* [INPUT RECORDS]:
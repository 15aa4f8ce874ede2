//! Typed client for the [Planhat](https://docs.planhat.com) customer
//! platform API.
//!
//! Planhat exposes one generic CRUD surface over ~20 entity collections
//! (companies, endusers, licenses, ...). This crate represents those
//! entities as kind-tagged records ([`Object`]) and kind-homogeneous,
//! indexed collections ([`ObjectList`]), and drives them through a client
//! that handles pagination, request batching and a per-kind read-through
//! cache transparently.
//!
//! Field names in payloads must match the Planhat API documentation for
//! creates and updates to succeed; deletes only need one of the record's
//! identifiers.
//!
//! # Example
//!
//! ```no_run
//! use planhat::{Config, IdKind, ObjectKind, PlanhatClient};
//!
//! fn main() -> planhat::Result<()> {
//!   let mut client = PlanhatClient::new(Config::from_env()?)?;
//!
//!   // The first access fetches and caches the full collection; later
//!   // calls for the same kind are served from memory.
//!   let companies = client.get_objects(ObjectKind::Company, None, None)?;
//!   let acme = companies.find_by_id("56bccdf554d3d01f00c054e0")?;
//!   println!("{acme}");
//!
//!   let enduser = client.get_object_by_id(ObjectKind::Enduser, "u-17", IdKind::External)?;
//!   println!("{}", enduser.email());
//!   Ok(())
//! }
//! ```

mod client;
mod config;
mod error;
mod transport;
mod types;

pub use client::{BulkUpsertResponse, DimensionDataQuery, EpochDay, PlanhatClient};
pub use config::Config;
pub use error::{PlanhatError, Result};
pub use transport::{Host, HttpTransport, Method, Params, Response, Transport};
pub use types::{Decoded, IdKind, IntoFieldValue, KindDescriptor, Object, ObjectKind, ObjectList};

* [TASK PROMPT]:
Reproduce each entry above without a single difference.

* [REPLY TO THE EXERCISE]:
repository 15aa4f8ce874ede2
//! Typed client for the [Planhat](https://docs.planhat.com) customer
//! platform API.
//!
//! Planhat exposes one generic CRUD surface over ~20 entity collections
//! (companies, endusers, licenses, ...). This crate represents those
//! entities as kind-tagged records ([`Object`]) and kind-homogeneous,
//! indexed collections ([`ObjectList`]), and drives them through a client
//! that handles pagination, request batching and a per-kind read-through
//! cache transparently.
//!
//! Field names in payloads must match the Planhat API documentation for
//! creates and updates to succeed; deletes only need one of the record's
//! identifiers.
//!
//! # Example
//!
//! ```no_run
//! use planhat::{Config, IdKind, ObjectKind, PlanhatClient};
//!
//! fn main() -> planhat::Result<()> {
//!   let mut client = PlanhatClient::new(Config::from_env()?)?;
//!
//!   // The first access fetches and caches the full collection; later
//!   // calls for the same kind are served from memory.
//!   let companies = client.get_objects(ObjectKind::Company, None, None)?;
//!   let acme = companies.find_by_id("56bccdf554d3d01f00c054e0")?;
//!   println!("{acme}");
//!
//!   let enduser = client.get_object_by_id(ObjectKind::Enduser, "u-17", IdKind::External)?;
//!   println!("{}", enduser.email());
//!   Ok(())
//! }
//! ```

mod client;
mod config;
mod error;
mod transport;
mod types;

pub use client::{BulkUpsertResponse, DimensionDataQuery, EpochDay, PlanhatClient};
pub use config::Config;
pub use error::{PlanhatError, Result};
pub use transport::{Host, HttpTransport, Method, Params, Response, Transport};
pub use types::{Decoded, IdKind, IntoFieldValue, KindDescriptor, Object, ObjectKind, ObjectList};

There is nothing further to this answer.